1 January 2017

Capitalists should be angry with Philip Green too

By

Over the Christmas week, CapX is republishing its favourite pieces from the past year. You can find the full list here

BHS was systematically loaded with debt, then sold off to a company which stripped any remaining value and took it into administration.

In a different context, such cartoonish behaviour would be redolent of despots in third world countries, or villains in satirical novels, rather than real life in 21st-century Britain.

For critics of capitalism, the terrible saga has turned the man who owned BHS for so long, Sir Philip Green, into the equivalent of Hugh Laurie’s character Richard Roper in The Night Manager, a caricature of the evils of free enterprise.

Anyone wanting to attack capitalism has suddenly found they have a lot of ammunition.

The media are as outraged as the public. Here’s Kevin Maguire of the New Statesman:

And here’s a BBC headline: Sir Philip Green: From ‘King of the High Street’ to ‘Unacceptable Face of Capitalism’.

People are right to be angry. But that anger should not just come from the left, the anti-capitalists, the Corbynites, and the liberal Guardianistas. Because this is not “capitalism as usual”.

In a market system, individuals make money based on their success. Companies that cannot remain competitive collapse. It is a sad but necessary part of the process of innovation. When they collapse, their owners lose money. They are not rewarded for failure.

Contrast that to the BHS story. Green’s wife Tina received £400 million in dividends as the value of BHS plummeted from £200 million when he bought it in 2000 to £1 when he sold it in 2015. Tina Green resides in Monaco. Meanwhile the pension fund went from a surplus to a £571 million deficit.

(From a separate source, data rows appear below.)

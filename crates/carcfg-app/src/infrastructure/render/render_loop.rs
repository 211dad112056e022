//! The repeating redraw task.
//!
//! # Cancellation (for beginners)
//!
//! A Tokio task keeps running until it returns or is aborted.  If the viewer
//! simply forgot about the task, it would keep drawing into a surface that
//! has already been released.  [`RenderLoop::stop`] therefore clears the
//! shared `running` flag, aborts the task, and *awaits* it: once `stop`
//! returns, no further draw can happen.
//!
//! Dropping a `RenderLoop` without calling `stop` still aborts the task, but
//! cannot wait for it.

use std::sync::{
    atomic::{AtomicBool, Ordering},
    Arc,
};
use std::time::Duration;

use carcfg_core::Scene;
use tokio::sync::Mutex;
use tokio::task::JoinHandle;
use tokio::time::{interval, MissedTickBehavior};
use tracing::{debug, warn};

use super::RenderSurface;

/// The scene and the surface it is drawn on, shared between the viewer and
/// its render loop.
///
/// Dropping the frame releases the surface, so whichever side lets go of the
/// last handle (the viewer or an aborted render task) frees it.
pub struct Frame {
    pub scene: Scene,
    pub surface: Box<dyn RenderSurface>,
}

impl Drop for Frame {
    fn drop(&mut self) {
        self.surface.release();
    }
}

/// Handle to a running redraw task.
pub struct RenderLoop {
    running: Arc<AtomicBool>,
    handle: Option<JoinHandle<()>>,
}

impl RenderLoop {
    /// Spawns a task that draws `frame` `frame_rate_hz` times per second.
    ///
    /// Must be called from within a Tokio runtime.  A rate of zero is treated
    /// as one frame per second.
    pub fn start(frame: Arc<Mutex<Frame>>, frame_rate_hz: u32) -> Self {
        let running = Arc::new(AtomicBool::new(true));
        let running_task = Arc::clone(&running);
        let period = Duration::from_secs_f64(1.0 / f64::from(frame_rate_hz.max(1)));

        let handle = tokio::spawn(async move {
            let mut ticker = interval(period);
            ticker.set_missed_tick_behavior(MissedTickBehavior::Skip);

            loop {
                ticker.tick().await;
                if !running_task.load(Ordering::Relaxed) {
                    break;
                }

                let mut guard = frame.lock().await;
                let Frame { scene, surface } = &mut *guard;
                if let Err(e) = surface.draw(scene) {
                    warn!("render loop: {e}");
                }
            }
        });

        debug!("render loop started at {frame_rate_hz} Hz");
        Self {
            running,
            handle: Some(handle),
        }
    }

    pub fn is_running(&self) -> bool {
        self.running.load(Ordering::Relaxed)
            && self.handle.as_ref().is_some_and(|h| !h.is_finished())
    }

    /// Cancels the task and waits until it has fully stopped.
    pub async fn stop(mut self) {
        self.running.store(false, Ordering::Relaxed);
        if let Some(handle) = self.handle.take() {
            handle.abort();
            // Resolves with a cancellation error once the task is gone.
            let _ = handle.await;
        }
        debug!("render loop stopped");
    }
}

impl Drop for RenderLoop {
    fn drop(&mut self) {
        self.running.store(false, Ordering::Relaxed);
        if let Some(handle) = self.handle.take() {
            handle.abort();
        }
    }
}
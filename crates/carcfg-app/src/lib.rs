//! carcfg-app library entry point.
//!
//! Re-exports all public modules so that integration tests in `tests/`
//! and the binary entry point in `main.rs` share the same module tree.

pub mod application;
pub mod infrastructure;
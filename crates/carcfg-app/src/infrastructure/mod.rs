//! Infrastructure layer for the configurator application.
//!
//! Contains OS-facing adapters: the durable key-value store and settings
//! file, the clipboard command pipe, render surfaces with their render loop,
//! the UI command bridge, and the line-oriented console front end.
//!
//! **Dependency rule**: the `ui_bridge` and `console` modules sit on top of
//! the application layer; the storage, clipboard and render adapters only
//! implement the traits the application layer consumes.

pub mod clipboard;
pub mod console;
pub mod render;
pub mod storage;
pub mod ui_bridge;
//! Domain entities for the car configurator.
//!
//! This module contains pure business data with no infrastructure
//! dependencies: no file system, no clipboard, no rendering back end.
//!
//! # What is "domain" in Clean Architecture? (for beginners)
//!
//! The innermost layer of a Clean Architecture codebase is the **domain**.
//! Domain code describes what the system *is*, not how it talks to the
//! outside world.  Here that is:
//!
//! - the [`configuration::CarConfiguration`] record a user edits, and
//! - the [`catalog`] of colors and accessories the user can pick from.
//!
//! Outer layers (the root controller, the storage adapters, the console
//! front end) depend on these types; the domain never depends on them.

/// Fixed color and accessory catalogs.
pub mod catalog;

/// The configuration record and its identifier types.
///
/// See [`configuration::CarConfiguration`] for the main type.
pub mod configuration;
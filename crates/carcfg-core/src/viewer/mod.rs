//! 3D preview: scene description and pointer interaction.
//!
//! Nothing here talks to a GPU.  [`scene::build_scene`] produces a plain
//! description of meshes, lights and camera that a render surface can draw,
//! and [`interaction::DragRotate`] turns pointer events into body rotation.
//! The mounted viewer that owns a surface and a render loop lives in the
//! application crate.

pub mod interaction;
pub mod scene;
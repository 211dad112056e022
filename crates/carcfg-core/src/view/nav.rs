//! Navigation bar: static chrome.

/// The top navigation bar.  Carries no state.
#[derive(Debug, Clone, Copy, PartialEq, Eq)]
pub struct NavBar {
    pub logo: &'static str,
    pub title: &'static str,
    pub user_menu_icon: &'static str,
}

impl NavBar {
    pub const fn new() -> Self {
        Self {
            logo: "🚗",
            title: "Car Configurator",
            user_menu_icon: "👤",
        }
    }
}

impl Default for NavBar {
    fn default() -> Self {
        Self::new()
    }
}
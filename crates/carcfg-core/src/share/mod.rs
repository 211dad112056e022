//! Share-link encoding: how a configuration travels inside a URL.
//!
//! # Pipeline (for beginners)
//!
//! ```text
//! CarConfiguration ──serde_json──► JSON text
//!                  ──encodeURIComponent──► ASCII-only text
//!                  ──base64──► share token
//!                  ──query-component encoding──► ?config=<token>
//! ```
//!
//! Decoding runs the same steps backwards.  The byte layout matches links
//! created by the browser front end, so old links keep working.
//!
//! - **`codec`** – token ⇄ configuration.
//! - **`url`**   – token ⇄ full share URL.

pub mod codec;
pub mod url;

pub use codec::{decode_token, encode_token, ShareError};
pub use url::{share_url, token_from_url, PageLocation, SHARE_QUERY_PARAM};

Tim Worstall, whose opinion piece ran against mine in CityAM earlier this week, points out that the pension black hole is down to the market collapse of 2008 – something which was out of Green’s control.

But even if this is the case, the Green’s company continued to suck out many millions in rents and charges even as the value of BHS and its pension fund was nose-diving.

Green’s offer to put £80 million back into the pot is a feeble attempt to make amends, especially as it comes alongside news regarding his third yacht (reportedly bought for about £100m.)

It is an insult to the staff, to the Pension Protection Fund that is funded by other British businesses, and to taxpayers that underwrite the scheme. They risk being saddled with the remaining £491 million shortfall. So are Green’s comments to The Mirror that “I wouldn’t wipe my a**e with that story”, which shows yet more disregard for the people who are now suffering as a result of BHS’s collapse.

To criticise Green is not just the grumbling of the envious. One does not have to agree with Thomas Piketty, Jeremy Corbyn, or Owen Jones to see that something has gone very badly wrong when the man who oversaw the demise of a high street retail giant walked away with millions.

Anyone who values healthy capitalism should be furious that the system has failed here.